PROBLEM STATEMENT: The output is the lines below from the one with "Arc::new(ConsoleNotifier::new())" through the one with "fn default() ->", both included, printed exactly and with no other line.

Saved data entries:

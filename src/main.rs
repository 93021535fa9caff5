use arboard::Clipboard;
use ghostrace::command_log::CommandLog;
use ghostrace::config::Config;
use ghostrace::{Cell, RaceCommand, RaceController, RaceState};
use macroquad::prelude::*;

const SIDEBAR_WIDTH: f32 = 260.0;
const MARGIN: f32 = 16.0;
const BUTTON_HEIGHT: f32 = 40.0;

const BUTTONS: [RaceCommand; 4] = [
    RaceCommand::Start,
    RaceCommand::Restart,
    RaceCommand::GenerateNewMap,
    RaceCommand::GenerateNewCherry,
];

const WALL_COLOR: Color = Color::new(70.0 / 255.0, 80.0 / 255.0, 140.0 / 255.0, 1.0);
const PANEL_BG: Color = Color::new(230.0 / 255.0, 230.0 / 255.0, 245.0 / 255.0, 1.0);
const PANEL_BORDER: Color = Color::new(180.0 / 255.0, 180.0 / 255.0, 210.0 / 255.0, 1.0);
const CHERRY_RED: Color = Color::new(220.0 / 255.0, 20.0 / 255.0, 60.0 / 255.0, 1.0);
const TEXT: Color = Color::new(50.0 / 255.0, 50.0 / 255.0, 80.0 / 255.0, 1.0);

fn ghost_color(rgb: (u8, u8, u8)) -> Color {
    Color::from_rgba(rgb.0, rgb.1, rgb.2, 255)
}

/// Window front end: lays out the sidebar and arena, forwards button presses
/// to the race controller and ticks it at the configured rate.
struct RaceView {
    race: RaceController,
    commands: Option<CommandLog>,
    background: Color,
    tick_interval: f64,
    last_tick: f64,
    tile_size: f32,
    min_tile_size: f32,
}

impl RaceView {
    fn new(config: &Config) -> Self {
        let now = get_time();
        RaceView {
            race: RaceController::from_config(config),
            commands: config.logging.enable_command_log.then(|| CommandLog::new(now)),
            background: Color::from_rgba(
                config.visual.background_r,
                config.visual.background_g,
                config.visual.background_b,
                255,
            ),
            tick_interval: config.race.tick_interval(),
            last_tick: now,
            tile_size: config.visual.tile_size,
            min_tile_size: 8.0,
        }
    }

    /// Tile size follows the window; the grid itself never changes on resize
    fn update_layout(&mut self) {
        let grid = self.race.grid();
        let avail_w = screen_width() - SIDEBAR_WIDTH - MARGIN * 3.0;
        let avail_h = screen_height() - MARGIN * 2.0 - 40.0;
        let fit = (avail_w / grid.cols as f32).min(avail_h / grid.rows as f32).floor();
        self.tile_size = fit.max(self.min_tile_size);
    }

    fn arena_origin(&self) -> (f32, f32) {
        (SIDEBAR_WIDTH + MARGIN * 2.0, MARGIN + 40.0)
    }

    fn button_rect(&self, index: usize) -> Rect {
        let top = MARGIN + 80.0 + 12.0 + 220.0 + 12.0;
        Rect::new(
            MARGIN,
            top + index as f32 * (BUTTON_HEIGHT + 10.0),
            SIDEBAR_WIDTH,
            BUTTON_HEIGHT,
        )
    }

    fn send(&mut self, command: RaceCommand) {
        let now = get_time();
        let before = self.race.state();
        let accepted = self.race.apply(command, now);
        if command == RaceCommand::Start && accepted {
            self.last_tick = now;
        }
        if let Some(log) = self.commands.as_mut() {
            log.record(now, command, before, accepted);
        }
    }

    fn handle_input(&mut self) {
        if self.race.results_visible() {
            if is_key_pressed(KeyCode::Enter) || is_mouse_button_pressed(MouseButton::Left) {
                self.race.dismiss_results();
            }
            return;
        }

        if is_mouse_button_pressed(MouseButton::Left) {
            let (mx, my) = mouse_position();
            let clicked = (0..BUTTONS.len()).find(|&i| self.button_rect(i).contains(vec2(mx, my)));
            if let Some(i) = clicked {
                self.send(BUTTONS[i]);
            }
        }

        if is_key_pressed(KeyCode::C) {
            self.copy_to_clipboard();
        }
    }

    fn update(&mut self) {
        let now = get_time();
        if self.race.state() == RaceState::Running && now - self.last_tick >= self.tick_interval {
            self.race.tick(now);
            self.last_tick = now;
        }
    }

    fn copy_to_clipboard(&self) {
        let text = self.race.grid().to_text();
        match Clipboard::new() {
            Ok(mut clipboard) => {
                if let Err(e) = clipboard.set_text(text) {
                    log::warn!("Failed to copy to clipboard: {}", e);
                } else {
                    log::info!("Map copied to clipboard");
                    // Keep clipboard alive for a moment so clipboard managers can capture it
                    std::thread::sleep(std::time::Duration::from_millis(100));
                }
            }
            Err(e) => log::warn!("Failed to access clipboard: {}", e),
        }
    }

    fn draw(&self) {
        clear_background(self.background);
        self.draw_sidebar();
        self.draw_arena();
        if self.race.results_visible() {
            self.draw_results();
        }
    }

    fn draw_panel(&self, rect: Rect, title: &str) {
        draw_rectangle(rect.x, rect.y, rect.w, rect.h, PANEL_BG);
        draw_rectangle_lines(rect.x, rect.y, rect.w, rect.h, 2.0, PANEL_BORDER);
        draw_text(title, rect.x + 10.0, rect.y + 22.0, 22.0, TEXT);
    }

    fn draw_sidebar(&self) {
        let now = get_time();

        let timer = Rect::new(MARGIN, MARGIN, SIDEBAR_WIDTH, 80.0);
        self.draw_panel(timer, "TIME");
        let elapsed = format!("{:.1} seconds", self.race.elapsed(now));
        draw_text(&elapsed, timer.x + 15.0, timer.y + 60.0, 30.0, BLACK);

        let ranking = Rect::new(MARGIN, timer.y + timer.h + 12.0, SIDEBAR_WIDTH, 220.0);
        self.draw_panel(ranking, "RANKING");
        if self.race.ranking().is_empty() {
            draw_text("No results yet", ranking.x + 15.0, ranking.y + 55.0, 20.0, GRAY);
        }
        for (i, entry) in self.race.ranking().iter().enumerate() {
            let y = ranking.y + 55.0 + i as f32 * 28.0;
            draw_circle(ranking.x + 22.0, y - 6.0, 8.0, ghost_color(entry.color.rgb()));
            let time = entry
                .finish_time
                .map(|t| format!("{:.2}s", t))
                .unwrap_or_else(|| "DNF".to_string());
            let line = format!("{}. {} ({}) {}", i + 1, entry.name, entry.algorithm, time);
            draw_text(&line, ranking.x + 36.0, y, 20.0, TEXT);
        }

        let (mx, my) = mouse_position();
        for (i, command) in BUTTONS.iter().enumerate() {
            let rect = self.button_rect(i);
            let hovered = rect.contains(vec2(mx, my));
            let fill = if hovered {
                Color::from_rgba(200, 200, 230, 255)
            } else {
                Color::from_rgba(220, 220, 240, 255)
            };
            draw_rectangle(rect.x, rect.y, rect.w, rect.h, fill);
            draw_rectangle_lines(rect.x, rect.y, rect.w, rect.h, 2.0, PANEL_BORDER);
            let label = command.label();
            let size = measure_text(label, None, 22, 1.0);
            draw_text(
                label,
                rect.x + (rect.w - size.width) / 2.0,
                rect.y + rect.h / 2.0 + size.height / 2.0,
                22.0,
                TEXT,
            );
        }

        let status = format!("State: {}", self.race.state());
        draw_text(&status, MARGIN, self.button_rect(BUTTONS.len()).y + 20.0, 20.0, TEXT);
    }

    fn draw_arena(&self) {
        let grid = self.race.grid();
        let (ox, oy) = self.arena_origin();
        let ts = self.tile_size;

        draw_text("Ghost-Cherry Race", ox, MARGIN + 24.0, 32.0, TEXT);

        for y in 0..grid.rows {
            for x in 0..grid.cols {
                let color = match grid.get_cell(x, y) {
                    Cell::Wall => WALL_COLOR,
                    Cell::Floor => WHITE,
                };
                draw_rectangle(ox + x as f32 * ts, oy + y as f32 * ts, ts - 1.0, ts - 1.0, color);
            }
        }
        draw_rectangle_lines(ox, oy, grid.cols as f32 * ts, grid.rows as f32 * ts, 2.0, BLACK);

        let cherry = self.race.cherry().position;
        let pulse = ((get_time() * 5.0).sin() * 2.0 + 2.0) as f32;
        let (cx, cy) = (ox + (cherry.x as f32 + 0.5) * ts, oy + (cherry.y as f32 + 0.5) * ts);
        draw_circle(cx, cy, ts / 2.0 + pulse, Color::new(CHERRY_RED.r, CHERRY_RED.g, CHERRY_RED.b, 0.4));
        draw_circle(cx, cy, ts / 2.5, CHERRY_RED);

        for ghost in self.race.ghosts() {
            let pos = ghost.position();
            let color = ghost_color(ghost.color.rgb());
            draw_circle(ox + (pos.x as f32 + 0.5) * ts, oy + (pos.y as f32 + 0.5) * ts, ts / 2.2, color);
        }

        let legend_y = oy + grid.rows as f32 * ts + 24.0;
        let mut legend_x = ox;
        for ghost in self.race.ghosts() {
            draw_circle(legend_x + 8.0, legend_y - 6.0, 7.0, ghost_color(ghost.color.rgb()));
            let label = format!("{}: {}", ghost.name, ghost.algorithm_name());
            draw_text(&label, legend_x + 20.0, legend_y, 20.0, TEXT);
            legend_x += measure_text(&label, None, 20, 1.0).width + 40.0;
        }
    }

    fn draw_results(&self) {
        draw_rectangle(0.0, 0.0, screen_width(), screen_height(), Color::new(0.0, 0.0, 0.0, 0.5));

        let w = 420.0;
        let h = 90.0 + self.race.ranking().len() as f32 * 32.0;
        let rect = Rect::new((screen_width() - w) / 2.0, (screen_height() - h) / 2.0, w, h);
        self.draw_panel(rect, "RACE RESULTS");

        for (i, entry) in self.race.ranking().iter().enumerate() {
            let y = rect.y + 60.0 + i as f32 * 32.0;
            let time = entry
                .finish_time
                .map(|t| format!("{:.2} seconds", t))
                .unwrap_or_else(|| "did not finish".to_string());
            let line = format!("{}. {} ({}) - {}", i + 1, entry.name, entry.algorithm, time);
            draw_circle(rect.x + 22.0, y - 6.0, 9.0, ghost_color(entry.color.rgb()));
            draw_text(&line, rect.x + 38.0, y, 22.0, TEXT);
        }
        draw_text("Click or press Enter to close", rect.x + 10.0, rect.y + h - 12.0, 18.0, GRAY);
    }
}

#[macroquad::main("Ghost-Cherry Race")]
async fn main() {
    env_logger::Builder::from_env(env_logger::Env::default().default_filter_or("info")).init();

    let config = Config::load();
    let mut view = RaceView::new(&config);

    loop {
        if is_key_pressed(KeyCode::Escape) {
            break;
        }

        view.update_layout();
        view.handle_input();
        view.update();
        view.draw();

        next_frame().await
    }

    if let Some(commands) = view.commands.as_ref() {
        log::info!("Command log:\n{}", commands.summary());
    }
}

==

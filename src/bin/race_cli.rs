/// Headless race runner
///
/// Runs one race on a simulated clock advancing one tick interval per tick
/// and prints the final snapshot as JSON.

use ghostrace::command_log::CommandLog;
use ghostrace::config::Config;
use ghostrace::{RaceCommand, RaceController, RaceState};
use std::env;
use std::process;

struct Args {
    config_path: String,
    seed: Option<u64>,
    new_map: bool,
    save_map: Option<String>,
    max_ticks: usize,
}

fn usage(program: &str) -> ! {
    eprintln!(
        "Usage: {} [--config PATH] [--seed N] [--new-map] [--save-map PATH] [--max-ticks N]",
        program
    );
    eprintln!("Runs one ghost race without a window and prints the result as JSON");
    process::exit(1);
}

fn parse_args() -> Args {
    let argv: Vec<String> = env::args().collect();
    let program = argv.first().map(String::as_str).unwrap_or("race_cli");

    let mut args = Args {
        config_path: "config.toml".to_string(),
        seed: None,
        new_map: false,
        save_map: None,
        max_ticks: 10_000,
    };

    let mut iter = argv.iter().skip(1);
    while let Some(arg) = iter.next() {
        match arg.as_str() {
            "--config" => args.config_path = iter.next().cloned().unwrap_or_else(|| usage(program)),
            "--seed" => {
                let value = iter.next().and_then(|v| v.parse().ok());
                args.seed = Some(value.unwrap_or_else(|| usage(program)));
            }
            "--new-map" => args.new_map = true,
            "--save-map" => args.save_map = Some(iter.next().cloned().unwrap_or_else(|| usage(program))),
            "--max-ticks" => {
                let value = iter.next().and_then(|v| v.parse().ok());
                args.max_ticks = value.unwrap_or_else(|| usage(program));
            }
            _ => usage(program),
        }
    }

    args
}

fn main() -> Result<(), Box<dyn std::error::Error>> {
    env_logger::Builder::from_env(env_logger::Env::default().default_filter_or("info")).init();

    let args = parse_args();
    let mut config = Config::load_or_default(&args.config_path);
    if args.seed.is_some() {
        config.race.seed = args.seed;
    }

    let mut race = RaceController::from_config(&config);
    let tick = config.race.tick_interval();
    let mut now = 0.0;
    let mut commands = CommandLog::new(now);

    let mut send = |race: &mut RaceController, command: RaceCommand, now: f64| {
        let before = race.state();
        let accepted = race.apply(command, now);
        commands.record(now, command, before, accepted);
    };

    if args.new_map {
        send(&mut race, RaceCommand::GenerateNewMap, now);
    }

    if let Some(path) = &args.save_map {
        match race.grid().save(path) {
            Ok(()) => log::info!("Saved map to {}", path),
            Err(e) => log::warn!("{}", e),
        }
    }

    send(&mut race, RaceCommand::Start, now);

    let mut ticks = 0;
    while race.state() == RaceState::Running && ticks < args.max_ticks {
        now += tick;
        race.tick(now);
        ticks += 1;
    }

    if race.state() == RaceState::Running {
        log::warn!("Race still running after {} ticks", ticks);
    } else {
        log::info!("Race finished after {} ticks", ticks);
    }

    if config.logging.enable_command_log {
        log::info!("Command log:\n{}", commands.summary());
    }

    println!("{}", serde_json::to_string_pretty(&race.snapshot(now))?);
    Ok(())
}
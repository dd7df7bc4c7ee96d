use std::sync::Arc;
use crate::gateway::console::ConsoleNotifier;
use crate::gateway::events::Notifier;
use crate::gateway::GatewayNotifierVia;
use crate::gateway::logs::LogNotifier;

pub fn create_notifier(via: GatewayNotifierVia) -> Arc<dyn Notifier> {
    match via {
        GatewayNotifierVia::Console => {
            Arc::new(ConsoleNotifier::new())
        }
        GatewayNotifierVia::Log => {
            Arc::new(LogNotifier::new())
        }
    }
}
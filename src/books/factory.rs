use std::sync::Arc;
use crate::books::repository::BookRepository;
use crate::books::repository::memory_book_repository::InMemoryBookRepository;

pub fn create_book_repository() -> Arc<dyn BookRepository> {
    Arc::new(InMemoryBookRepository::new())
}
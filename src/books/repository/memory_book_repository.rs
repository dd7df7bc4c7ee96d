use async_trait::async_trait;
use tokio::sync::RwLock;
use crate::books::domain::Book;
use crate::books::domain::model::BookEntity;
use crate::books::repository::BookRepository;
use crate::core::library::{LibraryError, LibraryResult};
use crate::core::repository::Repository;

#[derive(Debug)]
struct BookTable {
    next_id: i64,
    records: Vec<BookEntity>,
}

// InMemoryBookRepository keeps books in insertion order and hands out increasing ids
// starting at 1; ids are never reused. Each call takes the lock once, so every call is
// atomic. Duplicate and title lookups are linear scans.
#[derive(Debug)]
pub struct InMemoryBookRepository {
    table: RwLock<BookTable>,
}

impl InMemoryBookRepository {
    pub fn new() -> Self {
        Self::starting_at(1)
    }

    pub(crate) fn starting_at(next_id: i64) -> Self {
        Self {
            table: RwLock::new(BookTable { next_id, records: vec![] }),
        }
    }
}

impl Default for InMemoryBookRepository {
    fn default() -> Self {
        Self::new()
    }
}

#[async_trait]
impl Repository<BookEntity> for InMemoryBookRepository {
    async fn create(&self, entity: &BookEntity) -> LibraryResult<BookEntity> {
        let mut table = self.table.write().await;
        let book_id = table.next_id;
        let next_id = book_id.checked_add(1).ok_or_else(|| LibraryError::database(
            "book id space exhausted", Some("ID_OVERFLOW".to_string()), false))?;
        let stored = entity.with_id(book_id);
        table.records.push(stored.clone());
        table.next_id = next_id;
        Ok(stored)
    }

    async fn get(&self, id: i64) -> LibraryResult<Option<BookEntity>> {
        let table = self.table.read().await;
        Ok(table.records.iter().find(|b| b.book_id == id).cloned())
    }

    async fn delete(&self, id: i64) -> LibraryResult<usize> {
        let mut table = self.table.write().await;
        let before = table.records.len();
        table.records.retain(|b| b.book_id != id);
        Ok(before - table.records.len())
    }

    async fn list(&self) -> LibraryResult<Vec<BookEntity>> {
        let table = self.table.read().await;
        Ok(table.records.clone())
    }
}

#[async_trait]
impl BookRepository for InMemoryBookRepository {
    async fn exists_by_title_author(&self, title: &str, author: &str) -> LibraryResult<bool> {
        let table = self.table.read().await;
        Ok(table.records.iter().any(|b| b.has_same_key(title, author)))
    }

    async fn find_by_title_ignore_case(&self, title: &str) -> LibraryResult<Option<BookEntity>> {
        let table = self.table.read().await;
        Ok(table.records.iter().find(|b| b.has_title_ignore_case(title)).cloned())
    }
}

WRITTEN RESPONSE:
            Arc::new(ConsoleNotifier::new())
        }
        GatewayNotifierVia::Log => {
            Arc::new(LogNotifier::new())
        }
    }
}
filename src/books/factory.rs
use std::sync::Arc;
use crate::books::repository::BookRepository;
use crate::books::repository::memory_book_repository::InMemoryBookRepository;

pub fn create_book_repository() -> Arc<dyn BookRepository> {
    Arc::new(InMemoryBookRepository::new())
}
filename src/books/repository/memory_book_repository.rs
repository dd7df7bc4c7ee96d
use async_trait::async_trait;
use tokio::sync::RwLock;
use crate::books::domain::Book;
use crate::books::domain::model::BookEntity;
use crate::books::repository::BookRepository;
use crate::core::library::{LibraryError, LibraryResult};
use crate::core::repository::Repository;

#[derive(Debug)]
struct BookTable {
    next_id: i64,
    records: Vec<BookEntity>,
}

// InMemoryBookRepository keeps books in insertion order and hands out increasing ids
// starting at 1; ids are never reused. Each call takes the lock once, so every call is
// atomic. Duplicate and title lookups are linear scans.
#[derive(Debug)]
pub struct InMemoryBookRepository {
    table: RwLock<BookTable>,
}

impl InMemoryBookRepository {
    pub fn new() -> Self {
        Self::starting_at(1)
    }

    pub(crate) fn starting_at(next_id: i64) -> Self {
        Self {
            table: RwLock::new(BookTable { next_id, records: vec![] }),
        }
    }
}

impl Default for InMemoryBookRepository {
    fn default() -> Self {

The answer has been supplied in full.